- Data excerpts -

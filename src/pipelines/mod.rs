//! Pipelines.
//!
//! The module provides a light [pipeline::Pipeline] trait and the [Preprocess] pipeline,
//! that turns a Wikipedia split into a CoNLL-U file.
#[allow(clippy::module_inception)]
pub mod pipeline;
pub mod preprocess;

pub use pipeline::Pipeline;
pub use preprocess::{PipelineConfig, Preprocess, Stats};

- Problem to work on -
Begin with the line holding "The module provides" and end with the last line of the material. Copy all of them exactly.

- Exercise solution -
//! The module provides a light [pipeline::Pipeline] trait and the [Preprocess] pipeline,
//! that turns a Wikipedia split into a CoNLL-U file.
#[allow(clippy::module_inception)]
pub mod pipeline;
pub mod preprocess;

pub use pipeline::Pipeline;
pub use preprocess::{PipelineConfig, Preprocess, Stats};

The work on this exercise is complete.